In California's wine country, firefighters worked to reinforce fire lines in western Sonoma County while rushing to shore up the eastern side that could be the new focus as winds switched direction.
"We're playing both offense and defense right now on two different sides of the fire," said Jonathan Cox of the California Department of Forestry and Fire Protection.
Bulldozers carved firebreaks, hand crews attacked hot spots with hoses and shovels, and aircraft painted hillsides with fire retardant.
The fire that began last week near the town of Geyserville had destroyed 57 homes and damaged another dozen, with 90,000 homes and other buildings considered threatened. About 156,000 people were under mandatory evacuation orders.
The blaze was 15% contained.
Evacuation orders were downgraded to warnings for some 30,000 people in the west but new warnings were issued to people in the east, with Calistoga in Napa County and Middletown in Lake County — a community badly damaged by a 2015 wildfire.
Winds were expected to hit 20 to 30 mph (48 kph) Tuesday, with gusts of up to 50 mph (80 kph) by afternoon. The winds will peak by midnight before easing, forecasters said.
In the south, a brief lull in the wind helped crews attacking a blaze that swept through the star-studded hills of Los Angeles on Monday. The fire roared up a steep hillside near the J. Paul Getty Museum in the Brentwood section. It destroyed at least eight homes and damaged at least six, forcing LeBron James and thousands of others to flee.
The Getty, with its collection of priceless art, was not threatened, fire officials said.
Much of the blaze was reduced to smoldering ruins and hot spots but hot, dry Santa Ana winds that could blow them to life and spread embers were predicted beginning Tuesday night. Red flag warnings of extreme fire danger were issued for much of Southern California into Thursday, with gusts up to 75 mph (120.7 kph) possible in some areas.
With no rain and more wind in the forecast, the coming days could be grim.

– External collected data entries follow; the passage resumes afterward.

//! API Integration Tests
//!
//! Each test spawns the full application on an ephemeral port, backed by the
//! in-memory member store and a recording report publisher.
//!
//! Run with: cargo test -p integration-tests --test api_tests

use chrono::Utc;
use integration_tests::{assert_json, assert_status, fixtures::*, TestServer};
use reqwest::StatusCode;
use stats_api::slack::SignatureVerifier;
use stats_core::{CounterPatch, MemberRepository, Period};
use stats_service::RecordingPublisher;

fn current_period() -> Period {
    Period::from_datetime(Utc::now())
}

async fn send(server: &TestServer, payload: &serde_json::Value) {
    let response = server.post_json("/slack/events", payload).await.unwrap();
    assert_status(response, StatusCode::OK).await.unwrap();
}

// ============================================================================
// Health Check Tests
// ============================================================================

#[tokio::test]
async fn test_health_check() {
    let server = TestServer::start().await.expect("Failed to start server");
    let response = server.get("/health").await.expect("Request failed");
    assert_status(response, StatusCode::OK).await.unwrap();
}

#[tokio::test]
async fn test_health_ready() {
    let server = TestServer::start().await.expect("Failed to start server");
    let response = server.get("/health/ready").await.expect("Request failed");
    let ready: ReadinessResponse = assert_json(response, StatusCode::OK).await.unwrap();

    assert_eq!(ready.status, "ready");
    assert_eq!(ready.checks.database, "healthy");
}

// ============================================================================
// Events API Tests
// ============================================================================

#[tokio::test]
async fn test_url_verification_returns_challenge() {
    let server = TestServer::start().await.unwrap();

    let response = server
        .post_json(
            "/slack/events",
            &url_verification("3eZbrw1aBm2rZgRNFdxV2595E9CY3gmdALWMmHkvFXO7tYXAYM8P"),
        )
        .await
        .unwrap();

    assert_eq!(response.status(), StatusCode::OK);
    assert_eq!(
        response.text().await.unwrap(),
        "3eZbrw1aBm2rZgRNFdxV2595E9CY3gmdALWMmHkvFXO7tYXAYM8P"
    );
}

#[tokio::test]
async fn test_reactions_are_counted_for_message_author() {
    let server = TestServer::start().await.unwrap();
    let author = unique_member();

    send(&server, &reaction_added("UREACTOR1", "+1", &author)).await;
    send(&server, &reaction_added("UREACTOR2", "+1", &author)).await;
    send(&server, &reaction_added("UREACTOR3", "-1", &author)).await;

    let member = server
        .store
        .find_by_identity(&author, current_period())
        .await
        .unwrap();
    assert_eq!(member.received_likes, 2);
    assert_eq!(member.received_dislikes, 1);

    // The reacting members get no record of their own
    assert!(server
        .store
        .find_by_identity("UREACTOR1", current_period())
        .await
        .unwrap_err()
        .is_not_found());
}

#[tokio::test]
async fn test_reaction_removed_decrements() {
    let server = TestServer::start().await.unwrap();
    let author = unique_member();

    send(&server, &reaction_added("UREACTOR1", "+1", &author)).await;
    send(&server, &reaction_removed("UREACTOR1", "+1", &author)).await;
    // Already at zero, stays at zero
    send(&server, &reaction_removed("UREACTOR1", "+1", &author)).await;

    let member = server
        .store
        .find_by_identity(&author, current_period())
        .await
        .unwrap();
    assert_eq!(member.received_likes, 0);
    assert_eq!(member.received_dislikes, 0);
}

#[tokio::test]
async fn test_skin_tone_variant_counts_as_like() {
    let server = TestServer::start().await.unwrap();
    let author = unique_member();

    send(&server, &reaction_added("UREACTOR1", "+1::skin-tone-3", &author)).await;

    let member = server
        .store
        .find_by_identity(&author, current_period())
        .await
        .unwrap();
    assert_eq!(member.received_likes, 1);
}

#[tokio::test]
async fn test_ignored_reactions_are_acknowledged() {
    let server = TestServer::start().await.unwrap();
    let author = unique_member();

    // Self reaction
    send(&server, &reaction_added(&author, "+1", &author)).await;
    // Reaction on a Slackbot message
    send(&server, &reaction_added("UREACTOR1", "+1", "USLACKBOT")).await;
    // Untracked emoji
    send(&server, &reaction_added("UREACTOR1", "heart", &author)).await;
    // Other event types
    send(&server, &message_event()).await;

    assert!(server.store.is_empty());
}

#[tokio::test]
async fn test_malformed_event_is_rejected() {
    let server = TestServer::start().await.unwrap();

    let response = server.post_raw("/slack/events", "{\"type\": ").await.unwrap();
    let body: ErrorEnvelope = assert_json(response, StatusCode::BAD_REQUEST).await.unwrap();
    assert_eq!(body.error.code, "INVALID_BODY");
}

#[tokio::test]
async fn test_concurrent_reactions_share_one_record() {
    let server = TestServer::start().await.unwrap();
    let author = unique_member();

    let url = format!("{}/slack/events", server.base_url());
    let handles: Vec<_> = (0..10)
        .map(|i| {
            let client = server.client.clone();
            let url = url.clone();
            let payload = reaction_added(&format!("UREACTOR{i}"), "+1", &author);
            tokio::spawn(async move { client.post(url).json(&payload).send().await })
        })
        .collect();
    for handle in handles {
        let response = handle.await.unwrap().unwrap();
        assert_eq!(response.status(), StatusCode::OK);
    }

    let members = server.store.members_in(current_period());
    assert_eq!(members.len(), 1);
    assert_eq!(members[0].received_likes, 10);
}

#[tokio::test]
async fn test_signed_events_are_verified() {
    const SECRET: &str = "integration-signing-secret";
    let server = TestServer::start_signed(SECRET).await.unwrap();
    let signer = SignatureVerifier::new(SECRET).unwrap();
    let author = unique_member();
    let body = reaction_added("UREACTOR1", "+1", &author).to_string();
    let now = Utc::now().timestamp();

    // Valid signature
    let response = server
        .post_signed("/slack/events", &body, now, &signer.sign(now, body.as_bytes()))
        .await
        .unwrap();
    assert_status(response, StatusCode::OK).await.unwrap();

    // Body altered after signing
    let tampered = body.replace("+1", "-1");
    let response = server
        .post_signed("/slack/events", &tampered, now, &signer.sign(now, body.as_bytes()))
        .await
        .unwrap();
    let error: ErrorEnvelope = assert_json(response, StatusCode::UNAUTHORIZED).await.unwrap();
    assert_eq!(error.error.code, "INVALID_SIGNATURE");

    // Replayed outside the window
    let stale = now - 600;
    let response = server
        .post_signed("/slack/events", &body, stale, &signer.sign(stale, body.as_bytes()))
        .await
        .unwrap();
    assert_status(response, StatusCode::UNAUTHORIZED).await.unwrap();

    // Unsigned
    let response = server.post_raw("/slack/events", body.clone()).await.unwrap();
    assert_status(response, StatusCode::UNAUTHORIZED).await.unwrap();

    // Only the first request was counted
    let member = server
        .store
        .find_by_identity(&author, current_period())
        .await
        .unwrap();
    assert_eq!(member.received_likes, 1);
    assert_eq!(member.received_dislikes, 0);
}

// ============================================================================
// Monthly Update Tests
// ============================================================================

#[tokio::test]
async fn test_monthly_update_posts_report() {
    let server = TestServer::start().await.unwrap();
    let period = Period::new(2024, 3).unwrap();
    let now = Utc::now();

    let liked = server.store.create("ULIKED", period, now).await.unwrap();
    let disliked = server.store.create("UDISLIKED", period, now).await.unwrap();
    server
        .store
        .update(liked.id, CounterPatch::likes(9), now)
        .await
        .unwrap();
    server
        .store
        .update(disliked.id, CounterPatch::dislikes(3), now)
        .await
        .unwrap();

    let response = server
        .post_form("/slack/monthly-update", &[("date", "2024-03")])
        .await
        .unwrap();
    let update: MonthlyUpdateResponse = assert_json(response, StatusCode::OK).await.unwrap();

    assert_eq!(update.period, "2024-03");
    assert!(update.text.starts_with("Monthly Stats Update: March 2024"));
    assert!(update.text.contains("<@ULIKED> (9)"));
    assert!(update.text.contains("<@UDISLIKED> (3)"));

    let published = server.publisher.published();
    assert_eq!(published.len(), 1);
    assert_eq!(published[0].period, period);
}

#[tokio::test]
async fn test_monthly_update_defaults_to_previous_month() {
    let server = TestServer::start().await.unwrap();
    let previous = current_period().pred().unwrap();

    server
        .store
        .create("UEARLY", previous, Utc::now())
        .await
        .unwrap();

    let no_fields: [(&str, &str); 0] = [];
    let response = server
        .post_form("/slack/monthly-update", &no_fields)
        .await
        .unwrap();
    let update: MonthlyUpdateResponse = assert_json(response, StatusCode::OK).await.unwrap();

    assert_eq!(update.period, previous.to_string());
    assert_eq!(server.publisher.published().len(), 1);
}

#[tokio::test]
async fn test_monthly_update_without_activity() {
    let server = TestServer::start().await.unwrap();

    let response = server
        .post_form("/slack/monthly-update", &[("date", "2019-06")])
        .await
        .unwrap();
    let body: ErrorEnvelope = assert_json(response, StatusCode::NOT_FOUND).await.unwrap();

    assert_eq!(body.error.code, "NO_ACTIVITY");
    assert!(server.publisher.published().is_empty());
}

#[tokio::test]
async fn test_monthly_update_rejects_bad_dates() {
    let server = TestServer::start().await.unwrap();

    for (date, code) in [
        ("03-2024", "INVALID_PERIOD"),
        ("2024-13", "INVALID_PERIOD"),
        ("2024-3", "VALIDATION_ERROR"),
        ("", "VALIDATION_ERROR"),
    ] {
        let response = server
            .post_form("/slack/monthly-update", &[("date", date)])
            .await
            .unwrap();
        let body: ErrorEnvelope = assert_json(response, StatusCode::BAD_REQUEST).await.unwrap();
        assert_eq!(body.error.code, code, "date {date:?}");
    }

    assert!(server.publisher.published().is_empty());
}

#[tokio::test]
async fn test_monthly_update_delivery_failure() {
    let server = TestServer::start_with_publisher(RecordingPublisher::failing("channel_not_found"))
        .await
        .unwrap();
    let period = Period::new(2024, 3).unwrap();
    server.store.create("UONE", period, Utc::now()).await.unwrap();

    let response = server
        .post_form("/slack/monthly-update", &[("date", "2024-03")])
        .await
        .unwrap();
    let body: ErrorEnvelope = assert_json(response, StatusCode::BAD_GATEWAY).await.unwrap();

    assert_eq!(body.error.code, "EXTERNAL_SERVICE_ERROR");
    // Upstream detail stays in the logs
    assert!(!body.error.message.contains("channel_not_found"));
}

// ============================================================================
// Leaderboard Tests
// ============================================================================

#[tokio::test]
async fn test_leaderboard_after_reactions() {
    let server = TestServer::start().await.unwrap();
    let popular = unique_member();
    let unpopular = unique_member();

    send(&server, &reaction_added("UREACTOR1", "+1", &popular)).await;
    send(&server, &reaction_added("UREACTOR2", "+1", &popular)).await;
    send(&server, &reaction_added("UREACTOR1", "-1", &unpopular)).await;

    let period = current_period();
    let response = server
        .get(&format!("/api/v1/leaderboards/{period}"))
        .await
        .unwrap();
    let board: LeaderboardResponse = assert_json(response, StatusCode::OK).await.unwrap();

    assert_eq!(board.period, period.to_string());
    assert_eq!(board.most_likes.identity, popular);
    assert_eq!(board.most_likes.received_likes, 2);
    assert_eq!(board.most_dislikes.identity, unpopular);
    assert_eq!(board.most_dislikes.received_dislikes, 1);
    assert!(board.most_likes.id < board.most_dislikes.id);
}

#[tokio::test]
async fn test_leaderboard_bad_period() {
    let server = TestServer::start().await.unwrap();

    let response = server.get("/api/v1/leaderboards/03-2024").await.unwrap();
    let body: ErrorEnvelope = assert_json(response, StatusCode::BAD_REQUEST).await.unwrap();
    assert_eq!(body.error.code, "INVALID_PERIOD");
}

#[tokio::test]
async fn test_leaderboard_empty_period() {
    let server = TestServer::start().await.unwrap();

    let response = server.get("/api/v1/leaderboards/2019-06").await.unwrap();
    let body: ErrorEnvelope = assert_json(response, StatusCode::NOT_FOUND).await.unwrap();
    assert_eq!(body.error.code, "NO_ACTIVITY");
}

The flames didn't discriminate. In wine country, vineyard farmworkers were among those displaced. In Los Angeles, James and former Gov. Arnold Schwarzenegger were driven from their homes along with tens of thousands of others.
"Man, these LA (fires) are no joke," the Los Angeles Lakers star tweeted, using an emoji for the word "fires." ''Crazy night."
Joann Killeen packed up her important papers, medicine, power bars and her dog Riley and fled as soon as she got an evacuation call from the fire department on her cellphone at about 2 a.m. Monday. Her hilly neighborhood is vulnerable to fires and Killeen said she has been evacuated five times in 18 years.
"The most important thing is your life," she said, "so you always have your go-bag ready to go and you just go. The rest of it is just stuff and stuff can be replaced. "
Utilities in the north and south repeatedly cut power to hundreds of thousands of customers in recent weeks because of concerns that winds would knock down lines and spark fires. Officials warned of yet another round of safety shut-offs.
Pacific Gas & Electric Co. said some 1.5 million people will be hit with more shut-offs starting Tuesday. PG&E also has said its transmission lines may have been responsible for the Sonoma County fire.
Southern California Edison had cut off power to about 800 people as of Monday night and warned that it was considering disconnecting about 400,000 more as winds return midweek.